Today’s post beautifully describes how adoption changes everyone it touches, sometimes even the ones thought most unlikely to change. Jenny and her husband Kyle have three children, two adopted from Korea. Jenny loves to write, to share her passion for adoption with those around her and she has a bit of an addiction to Pinterest. You can read more of her family’s story at her blog, A Chosen Child.
As he approached our table in our first adventure in eating out with three children, I knew he wanted to tell us something about our kids. A compliment, a shared experience, an overly nosey inquiry into our family, I have become used to them in the two and half years of being a mixture of blue and almond eyes, pale and brown skin.
I sized him up, the baseball cap, the starched jeans, the tattoo on his forearm, the fact that he was eating alone. A older gentleman, a Southern man, a simple man. A small part of me tensed just in case he had an insult for us, some hatred for seeing a family of different races, white faces loving brown faces. But then I noticed his eyes, he had kind eyes and I began to relax.
He told us of his granddaughter and how she came to join their family. He said that he hadn’t understood, why would his son and daughter-in-law would want “someone else’s child” after all they are already had a son, a real son. He seemed to be admitting a secret he’d never shared, he needed to confess, he thought they were making a mistake.

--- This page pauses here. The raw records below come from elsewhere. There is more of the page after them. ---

use std::future::Future;
use std::time::Duration;

use mongodb::bson::doc;
use mongodb::options::ClientOptions;
use mongodb::{Client, Database};
use thiserror::Error;
use tracing::{debug, warn};

use crate::config::DatabaseConfig;

/// Errors from the persistence layer. `Connection` is process-fatal at
/// startup and an opaque 500 at request scope; `Query` is always an opaque
/// 500. Neither is ever serialized to a client.
#[derive(Debug, Error)]
pub enum DbError {
    #[error("cannot reach the database: {0}")]
    Connection(String),

    #[error("query failed: {0}")]
    Query(String),
}

impl From<mongodb::error::Error> for DbError {
    fn from(err: mongodb::error::Error) -> Self {
        use mongodb::error::ErrorKind;
        match err.kind.as_ref() {
            ErrorKind::ServerSelection { .. } | ErrorKind::Authentication { .. } => {
                DbError::Connection(err.to_string())
            }
            _ => DbError::Query(err.to_string()),
        }
    }
}

/// A database handle whose lifetime is bound to one request. Acquired at the
/// start of the execute step, released on every exit path.
pub struct ScopedConnection {
    client: Client,
    database: Database,
}

impl ScopedConnection {
    /// Cheap handle clone for the repository; the client itself stays here
    /// so `release` can shut it down.
    pub fn database(&self) -> Database {
        self.database.clone()
    }
}

/// Opens one client connection per request from the configured connection
/// string. No pooling or reuse across requests: each request pays the full
/// connect/close cost, which is acceptable at this service's scale.
#[derive(Debug, Clone)]
pub struct ConnectionProvider {
    uri: String,
    database_name: String,
    connect_timeout: Duration,
}

impl ConnectionProvider {
    pub fn new(config: &DatabaseConfig) -> Self {
        Self {
            uri: config.connection_string(),
            database_name: config.name.clone(),
            connect_timeout: Duration::from_secs(config.connect_timeout_secs),
        }
    }

    /// Open a fresh client and select the target logical database.
    pub async fn acquire(&self) -> Result<ScopedConnection, DbError> {
        let mut options = ClientOptions::parse(&self.uri)
            .await
            .map_err(|e| DbError::Connection(e.to_string()))?;
        options.server_selection_timeout = Some(self.connect_timeout);
        options.app_name = Some(env!("CARGO_PKG_NAME").to_string());

        let client = Client::with_options(options)?;
        let database = client.database(&self.database_name);
        Ok(ScopedConnection { client, database })
    }

    /// Close the connection. Best-effort: a failure to close is logged and
    /// never escalated into the response.
    pub async fn release(&self, connection: ScopedConnection) {
        connection.client.shutdown().await;
        debug!("released scoped database connection");
    }

    /// Run `op` with a connection scoped to this call, releasing it whether
    /// `op` succeeds or fails. This is the only way handlers touch the
    /// database, so no connection can outlive its request.
    pub async fn scoped<T, E, F, Fut>(&self, op: F) -> Result<T, E>
    where
        E: From<DbError>,
        F: FnOnce(Database) -> Fut,
        Fut: Future<Output = Result<T, E>>,
    {
        let connection = self.acquire().await.map_err(E::from)?;
        let result = op(connection.database()).await;
        self.release(connection).await;
        result
    }

    /// Startup probe. The service does not serve traffic without
    /// persistence, so the caller treats a failure here as fatal.
    pub async fn ping(&self) -> Result<(), DbError> {
        let connection = self.acquire().await?;
        let outcome = connection.database().run_command(doc! { "ping": 1 }).await;
        self.release(connection).await;
        match outcome {
            Ok(_) => Ok(()),
            Err(e) => {
                warn!("database ping failed: {}", e);
                Err(e.into())
            }
        }
    }
}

“But she has made our family complete.” I bit the inside of my cheek to keep the tears in. This man who went on and on telling us about his granddaughter, how she is smarter than everyone in her class, how fast she can climb the stairs, the way she looks up to her older brother. She plays the guitar, she’s in second grade, and she knows where everything in that house is.
“You have a blessed family.” A man, who once didn’t understand adoption, who couldn’t understand loving a child born from another, couldn’t hide the fact that the love of his life is a little eight-year-old girl born in China. His joy was too big to keep for himself.
It made me smile seeing him there, a simple man, who never would have dreamed his granddaughter would be Chinese, never would have expected that what their family was missing they would find in opening their hearts to a plan that looked so much different from their own. A man who wanted us to know, once he didn’t understand adoption, but now he does.